China’s foreign reserves totalled more than $3.3 trillion in 2022. This column turns to an event in the distant past to help explain these large reserves. Two shocks hit the world during the 1500s: a technological shock and a monetary shock. The technological shock was the decrease in trading costs obtained with new sea routes between Europe and Asia. The monetary shock was the discovery of vast reserves of gold and silver in America. What followed was the intensification of trade, an increase in imports of Asian goods by Europe, and reserve accumulation in Asia. Trade deficits with Asia and reserve accumulation are not a novelty; confidence in the dollar and in Treasury bills is the new mountain of gold and silver.

A monetary shock of the past can shed light on the large foreign reserves held by China today. In the 1500s, European explorers found a new continent and a ‘mountain’, or several mountains, of gold and silver in Peru (modern Bolivia), Mexico, and later in Brazil. It was a huge discovery, with more impact than finding the same treasure today. Gold and silver were used as monetary standards. Finding precious metals was equivalent to having a monetary authority increase money supply. Argentina owes its name to the fact that it offered the safest access to the mines (through River Plate, the ‘river of silver’).

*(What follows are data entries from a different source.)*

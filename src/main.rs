//! crx_packager - package a browser extension into a signed .crx and a web store .zip.

use crx_packager::cli;
use crx_packager::cli::OutputManager;
use std::process;

#[tokio::main]
async fn main() {
    env_logger::Builder::from_env(env_logger::Env::default().default_filter_or("warn")).init();

    match cli::run().await {
        Ok(exit_code) => {
            process::exit(exit_code);
        }
        Err(e) => {
            // Never quiet for fatal errors
            let output = OutputManager::new(false, false);
            output.error(&format!("Fatal error: {e}"));

            let suggestions = e.recovery_suggestions();
            if !suggestions.is_empty() {
                let _ = output.println("\n💡 Recovery suggestions:");
                for suggestion in suggestions {
                    let _ = output.indent(&suggestion);
                }
            }

            process::exit(1);
        }
    }
}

Add to this discovery of precious metals a region of the world – Asia – with difficulties in establishing a monetary system (von Glahn 1996, de Vries 2003), eager to import precious metals, and a decrease in trading costs obtained with the opening of new routes from Europe to Asia around Africa and across the Pacific. Then you have the perfect storm for the use of precious metals for intensive international trade.

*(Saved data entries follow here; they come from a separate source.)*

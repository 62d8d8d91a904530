//! Error types for packaging operations.
//!
//! Provides contextual error chaining, filesystem errors that carry the
//! offending path, and one variant per pipeline failure mode so the host can
//! tell a bad configuration from a failed signing run.
//!
//! # Example
//!
//! ```no_run
//! use crx_packager::packager::{ErrorExt, Result};
//! use std::path::Path;
//!
//! fn read_key(path: &Path) -> Result<Vec<u8>> {
//!     std::fs::read(path).fs_context("reading signing key", path)
//! }
//! ```

use std::{
    fmt::Display,
    io,
    path::{self, PathBuf},
};
use thiserror::Error as DeriveError;

/// Errors returned by the packaging pipeline.
#[derive(Debug, DeriveError)]
#[non_exhaustive]
pub enum Error {
    /// Error with context. Created by the [`Context`] trait.
    #[error("{0}: {1}")]
    Context(String, Box<Self>),

    /// A required option was absent or empty.
    #[error("required option '{option}' is missing")]
    MissingOption {
        /// Configuration key, as spelled in the configuration file
        option: &'static str,
    },

    /// File system error with path context.
    ///
    /// Created by the [`ErrorExt`] trait's `fs_context` method.
    #[error("{context} {path}: {error}")]
    Fs {
        /// Context describing the operation (e.g., "creating build directory")
        context: &'static str,
        /// Path that was being accessed
        path: PathBuf,
        /// The underlying I/O error
        error: io::Error,
    },

    /// Recursive deletion outside the project base directory without `force`.
    #[error(
        "refusing to delete {path}: it is outside of (or equal to) {base}. Set force to override"
    )]
    DeletionRefused {
        /// Path that would have been deleted
        path: PathBuf,
        /// Project base directory
        base: PathBuf,
    },

    /// Update URL cannot be normalized into a package codebase.
    #[error("invalid update url '{url}': {reason}")]
    InvalidUpdateUrl {
        /// URL from the update description
        url: String,
        /// Why it was rejected
        reason: String,
    },

    /// The staged build directory does not exist when packing.
    #[error("unable to find extension in {path}")]
    MissingStage {
        /// Expected build directory
        path: PathBuf,
    },

    /// The packaging executable could not be started.
    #[error("failed to run command {command}: {error}")]
    CommandFailed {
        /// Command line that failed to execute
        command: String,
        /// The underlying error
        error: io::Error,
    },

    /// The packaging executable ran and reported failure.
    #[error("packaging executable failed with exit code {code:?}: {stderr}")]
    PackToolFailed {
        /// Command line that was executed
        command: String,
        /// Exit code, `None` when terminated by a signal
        code: Option<i32>,
        /// Captured standard error
        stderr: String,
    },

    /// An output the packaging executable should have written is missing.
    #[error("expected {kind} at {path} after packing, but it does not exist")]
    MissingOutput {
        /// "package" or "signing key"
        kind: &'static str,
        /// Where the file was expected
        path: PathBuf,
    },

    /// Generic I/O error.
    #[error("{0}")]
    IoError(#[from] io::Error),

    /// Error walking directory.
    #[error("{0}")]
    WalkdirError(#[from] walkdir::Error),

    /// Path prefix stripping error.
    #[error("{0}")]
    StripError(#[from] path::StripPrefixError),

    /// ZIP archive creation error.
    #[error("{0}")]
    ZipError(#[from] zip::result::ZipError),

    /// Handlebars template rendering error.
    #[error("{0}")]
    HandleBarsError(#[from] handlebars::RenderError),

    /// JSON serialization error.
    #[error("{0}")]
    JsonError(#[from] serde_json::error::Error),

    /// Invalid resource pattern.
    #[error("{0}")]
    GlobPattern(#[from] glob::PatternError),

    /// Generic error with custom message.
    #[error("{0}")]
    GenericError(String),
}

impl Error {
    /// Whether re-running the pipeline after fixing the cause is expected to work.
    ///
    /// A failed run of the packaging executable leaves the staged directory in
    /// place; the next run recreates it from scratch.
    pub fn is_recoverable(&self) -> bool {
        match self {
            Error::Context(_, inner) => inner.is_recoverable(),
            Error::PackToolFailed { .. } | Error::MissingStage { .. } => true,
            _ => false,
        }
    }
}

/// Convenient type alias for Result.
pub type Result<T> = std::result::Result<T, Error>;

/// Trait for adding context to errors.
///
/// Similar to `anyhow::Context` but integrated with the packager's Error type.
/// Works with both `Result<T, E>` and `Option<T>`.
pub trait Context<T> {
    /// Add context to an error.
    fn context<C>(self, context: C) -> Result<T>
    where
        C: Display + Send + Sync + 'static;

    /// Add context to an error using a closure (lazy evaluation).
    fn with_context<C, F>(self, f: F) -> Result<T>
    where
        C: Display + Send + Sync + 'static,
        F: FnOnce() -> C;
}

impl<T> Context<T> for Result<T> {
    fn context<C>(self, context: C) -> Result<T>
    where
        C: Display + Send + Sync + 'static,
    {
        self.map_err(|e| Error::Context(context.to_string(), Box::new(e)))
    }

    fn with_context<C, F>(self, f: F) -> Result<T>
    where
        C: Display + Send + Sync + 'static,
        F: FnOnce() -> C,
    {
        self.map_err(|e| Error::Context(f().to_string(), Box::new(e)))
    }
}

impl<T> Context<T> for Option<T> {
    fn context<C>(self, context: C) -> Result<T>
    where
        C: Display + Send + Sync + 'static,
    {
        self.ok_or_else(|| Error::GenericError(context.to_string()))
    }

    fn with_context<C, F>(self, f: F) -> Result<T>
    where
        C: Display + Send + Sync + 'static,
        F: FnOnce() -> C,
    {
        self.ok_or_else(|| Error::GenericError(f().to_string()))
    }
}

/// Extension trait for filesystem operations with automatic path context.
pub trait ErrorExt<T> {
    /// Add filesystem context to an I/O error.
    ///
    /// The `context` should be a present-tense verb phrase describing the operation,
    /// e.g., "reading file", "creating directory", "copying resource".
    fn fs_context(self, context: &'static str, path: impl Into<PathBuf>) -> Result<T>;
}

impl<T> ErrorExt<T> for std::result::Result<T, std::io::Error> {
    fn fs_context(self, context: &'static str, path: impl Into<PathBuf>) -> Result<T> {
        self.map_err(|error| Error::Fs {
            context,
            path: path.into(),
            error,
        })
    }
}

/// Macro for early return with error.
///
/// Converts the message into a [`Error::GenericError`] and returns immediately.
///
/// ```ignore
/// bail!("operation failed");
/// bail!("invalid value: {}", value);
/// ```
#[macro_export]
macro_rules! bail {
    ($msg:literal $(,)?) => {
        return Err($crate::packager::Error::GenericError($msg.into()))
    };
    ($err:expr $(,)?) => {
        return Err($crate::packager::Error::GenericError($err.to_string()))
    };
    ($fmt:expr, $($arg:tt)*) => {
        return Err($crate::packager::Error::GenericError(format!($fmt, $($arg)*)))
    };
}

As a result, Europe imported many times more goods from Asia than without the precious metals. There was a large trade deficit of Europe with Asia. Imports of Asian goods were not offset by the exports of European goods; they were offset by exports of precious metals. Asia imported most of the production of precious metals from America. China accumulated large reserves of silver.

Figure 1 shows data on the production of precious metals of America. Panel a shows annual production per capita. Panel b shows accumulated production over periods of 100 years. By 1810, the production of new precious metals corresponds to 17 times the initial holdings per capita of precious metals. To put this number into perspective, the increase in per capita M1 from January 2008 to January 2012, which includes the period of quantitative easing to curb the financial crisis, was of 1.5 times.

Figure 1 The discoveries of gold and silver in America implied substantial inflows to Europe; by 1810, the accumulated increase was almost 20 times the initial holding of precious metals

Figure 1 The discoveries of gold and silver in America implied substantial inflows to Europe; by 1810, the accumulated increase was almost 20 times the initial holding of precious metals

Source: Palma and Silva (2024).

Medieval supply of precious metals per capita was approximately constant. Precious metals as a de facto standard implied that prices were stable and that periods of deflation were common. Such a large increase in money supply was unprecedented.

The difficulty is in isolating the effects of the new precious metals from the effects of the new sea routes. Two events happened simultaneously: the discovery of precious metals and new sea routes. Ideally, we would like to compare the situation with the new routes but without precious metals.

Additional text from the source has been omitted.